### TASK PROMPT
Supply the number of lines in the data below that hold "expect", and let that number be the whole answer.

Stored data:
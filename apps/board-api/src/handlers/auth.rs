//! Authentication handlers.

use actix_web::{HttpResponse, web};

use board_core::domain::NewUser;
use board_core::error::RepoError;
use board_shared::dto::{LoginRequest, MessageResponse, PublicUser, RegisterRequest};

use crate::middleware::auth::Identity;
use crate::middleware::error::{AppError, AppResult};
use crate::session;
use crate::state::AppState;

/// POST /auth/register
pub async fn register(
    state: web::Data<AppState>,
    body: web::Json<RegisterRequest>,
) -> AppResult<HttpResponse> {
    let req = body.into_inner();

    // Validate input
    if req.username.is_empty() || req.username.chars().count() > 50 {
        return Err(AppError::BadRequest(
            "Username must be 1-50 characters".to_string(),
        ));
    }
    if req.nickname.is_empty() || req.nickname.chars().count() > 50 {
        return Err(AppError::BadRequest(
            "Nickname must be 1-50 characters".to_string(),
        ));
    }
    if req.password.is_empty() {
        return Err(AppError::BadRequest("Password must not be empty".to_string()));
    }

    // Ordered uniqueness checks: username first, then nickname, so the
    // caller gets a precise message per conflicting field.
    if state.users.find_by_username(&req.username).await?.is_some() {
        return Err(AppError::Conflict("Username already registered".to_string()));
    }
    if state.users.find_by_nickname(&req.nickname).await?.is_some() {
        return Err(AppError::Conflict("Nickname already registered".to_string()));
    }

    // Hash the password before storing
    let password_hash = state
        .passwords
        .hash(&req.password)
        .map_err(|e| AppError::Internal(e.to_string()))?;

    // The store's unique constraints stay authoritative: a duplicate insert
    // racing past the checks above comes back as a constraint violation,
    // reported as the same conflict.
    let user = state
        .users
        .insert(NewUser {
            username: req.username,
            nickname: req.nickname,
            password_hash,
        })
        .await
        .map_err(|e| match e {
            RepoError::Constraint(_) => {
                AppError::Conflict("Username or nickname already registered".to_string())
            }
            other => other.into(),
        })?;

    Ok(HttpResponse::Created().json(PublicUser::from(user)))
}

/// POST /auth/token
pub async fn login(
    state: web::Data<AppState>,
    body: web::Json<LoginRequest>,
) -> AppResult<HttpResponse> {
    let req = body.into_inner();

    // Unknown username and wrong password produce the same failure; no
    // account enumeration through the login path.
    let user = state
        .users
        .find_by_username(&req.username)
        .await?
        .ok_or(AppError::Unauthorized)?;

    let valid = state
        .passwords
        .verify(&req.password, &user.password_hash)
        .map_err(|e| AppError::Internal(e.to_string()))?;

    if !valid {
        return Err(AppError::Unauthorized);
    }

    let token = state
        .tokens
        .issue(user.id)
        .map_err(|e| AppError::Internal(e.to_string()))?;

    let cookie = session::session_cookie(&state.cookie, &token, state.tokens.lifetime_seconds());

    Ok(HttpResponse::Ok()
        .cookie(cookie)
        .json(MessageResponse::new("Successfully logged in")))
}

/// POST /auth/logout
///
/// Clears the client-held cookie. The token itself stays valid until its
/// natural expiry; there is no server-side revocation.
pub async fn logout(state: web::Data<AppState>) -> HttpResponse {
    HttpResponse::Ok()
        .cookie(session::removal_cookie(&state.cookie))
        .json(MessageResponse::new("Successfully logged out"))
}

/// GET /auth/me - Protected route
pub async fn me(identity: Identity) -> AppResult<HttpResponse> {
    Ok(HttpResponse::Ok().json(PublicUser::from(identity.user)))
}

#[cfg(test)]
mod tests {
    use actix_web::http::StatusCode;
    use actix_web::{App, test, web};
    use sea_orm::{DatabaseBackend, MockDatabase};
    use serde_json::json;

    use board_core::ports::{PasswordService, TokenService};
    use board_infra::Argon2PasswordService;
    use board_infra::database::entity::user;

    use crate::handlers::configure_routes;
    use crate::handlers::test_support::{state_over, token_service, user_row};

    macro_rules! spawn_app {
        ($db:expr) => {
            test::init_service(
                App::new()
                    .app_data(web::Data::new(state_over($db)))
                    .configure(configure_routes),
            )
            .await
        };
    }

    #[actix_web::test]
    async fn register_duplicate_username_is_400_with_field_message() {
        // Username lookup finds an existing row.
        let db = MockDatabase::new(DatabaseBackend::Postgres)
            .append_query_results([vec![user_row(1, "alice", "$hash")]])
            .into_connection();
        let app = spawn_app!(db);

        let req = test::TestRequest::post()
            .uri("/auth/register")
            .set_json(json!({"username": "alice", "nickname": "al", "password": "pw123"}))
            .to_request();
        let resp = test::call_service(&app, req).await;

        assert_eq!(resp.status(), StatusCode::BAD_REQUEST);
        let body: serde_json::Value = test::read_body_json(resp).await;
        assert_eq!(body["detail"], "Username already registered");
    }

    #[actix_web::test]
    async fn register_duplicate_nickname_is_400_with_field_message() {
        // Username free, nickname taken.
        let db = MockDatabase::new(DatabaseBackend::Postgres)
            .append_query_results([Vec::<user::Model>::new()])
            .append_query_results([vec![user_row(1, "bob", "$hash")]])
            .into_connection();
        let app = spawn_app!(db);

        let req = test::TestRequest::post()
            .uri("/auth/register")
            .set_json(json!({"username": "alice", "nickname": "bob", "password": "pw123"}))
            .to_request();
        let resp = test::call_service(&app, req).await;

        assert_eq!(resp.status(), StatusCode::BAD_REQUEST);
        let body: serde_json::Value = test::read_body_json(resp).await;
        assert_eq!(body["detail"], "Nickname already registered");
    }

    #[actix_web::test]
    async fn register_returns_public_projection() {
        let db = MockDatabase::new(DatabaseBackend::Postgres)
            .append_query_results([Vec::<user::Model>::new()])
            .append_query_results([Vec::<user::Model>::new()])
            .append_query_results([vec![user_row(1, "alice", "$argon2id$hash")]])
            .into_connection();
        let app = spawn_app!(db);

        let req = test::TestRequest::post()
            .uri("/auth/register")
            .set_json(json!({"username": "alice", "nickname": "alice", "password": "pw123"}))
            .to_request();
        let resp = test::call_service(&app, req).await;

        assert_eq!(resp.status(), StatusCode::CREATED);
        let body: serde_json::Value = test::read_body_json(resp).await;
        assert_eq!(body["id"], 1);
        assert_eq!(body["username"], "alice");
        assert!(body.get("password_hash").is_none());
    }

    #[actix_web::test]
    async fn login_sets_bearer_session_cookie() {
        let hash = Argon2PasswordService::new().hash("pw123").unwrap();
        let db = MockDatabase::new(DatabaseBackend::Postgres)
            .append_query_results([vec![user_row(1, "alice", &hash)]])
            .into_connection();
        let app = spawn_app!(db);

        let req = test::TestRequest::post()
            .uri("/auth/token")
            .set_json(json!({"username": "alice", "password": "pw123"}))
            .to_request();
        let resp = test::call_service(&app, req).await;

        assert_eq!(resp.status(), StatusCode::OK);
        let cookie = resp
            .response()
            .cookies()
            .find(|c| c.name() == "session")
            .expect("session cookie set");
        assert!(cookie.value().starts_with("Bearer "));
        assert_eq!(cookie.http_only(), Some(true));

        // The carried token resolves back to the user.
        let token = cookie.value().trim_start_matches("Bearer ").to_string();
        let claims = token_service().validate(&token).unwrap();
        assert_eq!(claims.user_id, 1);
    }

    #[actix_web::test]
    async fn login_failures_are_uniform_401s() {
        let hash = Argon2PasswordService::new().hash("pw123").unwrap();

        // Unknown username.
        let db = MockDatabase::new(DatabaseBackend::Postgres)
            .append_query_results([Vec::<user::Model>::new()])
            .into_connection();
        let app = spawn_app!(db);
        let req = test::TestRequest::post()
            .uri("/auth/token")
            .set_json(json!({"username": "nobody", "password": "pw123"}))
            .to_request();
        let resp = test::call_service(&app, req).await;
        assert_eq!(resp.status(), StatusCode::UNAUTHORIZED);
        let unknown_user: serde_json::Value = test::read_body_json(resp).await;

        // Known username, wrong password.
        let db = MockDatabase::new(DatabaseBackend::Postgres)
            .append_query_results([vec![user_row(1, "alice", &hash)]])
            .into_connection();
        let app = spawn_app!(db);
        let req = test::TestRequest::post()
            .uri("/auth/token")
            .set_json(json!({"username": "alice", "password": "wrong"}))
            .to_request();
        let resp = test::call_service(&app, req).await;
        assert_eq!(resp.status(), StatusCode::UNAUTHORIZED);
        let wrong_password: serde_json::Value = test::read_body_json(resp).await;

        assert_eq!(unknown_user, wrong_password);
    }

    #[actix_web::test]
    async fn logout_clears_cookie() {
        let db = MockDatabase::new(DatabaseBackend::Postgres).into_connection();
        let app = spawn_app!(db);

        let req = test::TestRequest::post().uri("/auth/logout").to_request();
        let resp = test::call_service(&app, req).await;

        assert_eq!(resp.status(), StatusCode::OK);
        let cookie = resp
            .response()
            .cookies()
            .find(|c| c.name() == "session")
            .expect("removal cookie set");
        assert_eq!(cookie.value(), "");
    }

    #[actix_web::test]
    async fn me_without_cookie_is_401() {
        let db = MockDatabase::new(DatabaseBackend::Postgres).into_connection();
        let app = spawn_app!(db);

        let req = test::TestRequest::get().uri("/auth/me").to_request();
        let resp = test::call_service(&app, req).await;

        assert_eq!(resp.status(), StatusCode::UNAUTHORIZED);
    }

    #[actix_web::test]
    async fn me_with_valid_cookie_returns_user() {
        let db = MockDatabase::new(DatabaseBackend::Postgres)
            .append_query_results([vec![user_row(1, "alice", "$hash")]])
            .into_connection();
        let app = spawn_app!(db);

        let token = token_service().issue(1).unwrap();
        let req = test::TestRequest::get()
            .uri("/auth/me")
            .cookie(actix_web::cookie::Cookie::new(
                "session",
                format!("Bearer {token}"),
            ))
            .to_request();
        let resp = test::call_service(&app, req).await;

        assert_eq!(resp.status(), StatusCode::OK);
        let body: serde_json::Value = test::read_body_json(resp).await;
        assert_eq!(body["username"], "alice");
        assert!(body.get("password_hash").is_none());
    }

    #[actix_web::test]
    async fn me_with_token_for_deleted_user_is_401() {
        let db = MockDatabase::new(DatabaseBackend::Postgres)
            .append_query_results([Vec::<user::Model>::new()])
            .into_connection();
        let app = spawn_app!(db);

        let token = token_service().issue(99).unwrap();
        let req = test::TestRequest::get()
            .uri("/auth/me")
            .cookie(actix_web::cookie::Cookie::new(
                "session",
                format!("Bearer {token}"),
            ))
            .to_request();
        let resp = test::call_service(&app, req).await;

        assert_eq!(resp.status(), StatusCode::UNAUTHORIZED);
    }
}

### YOUR RESPONSE
2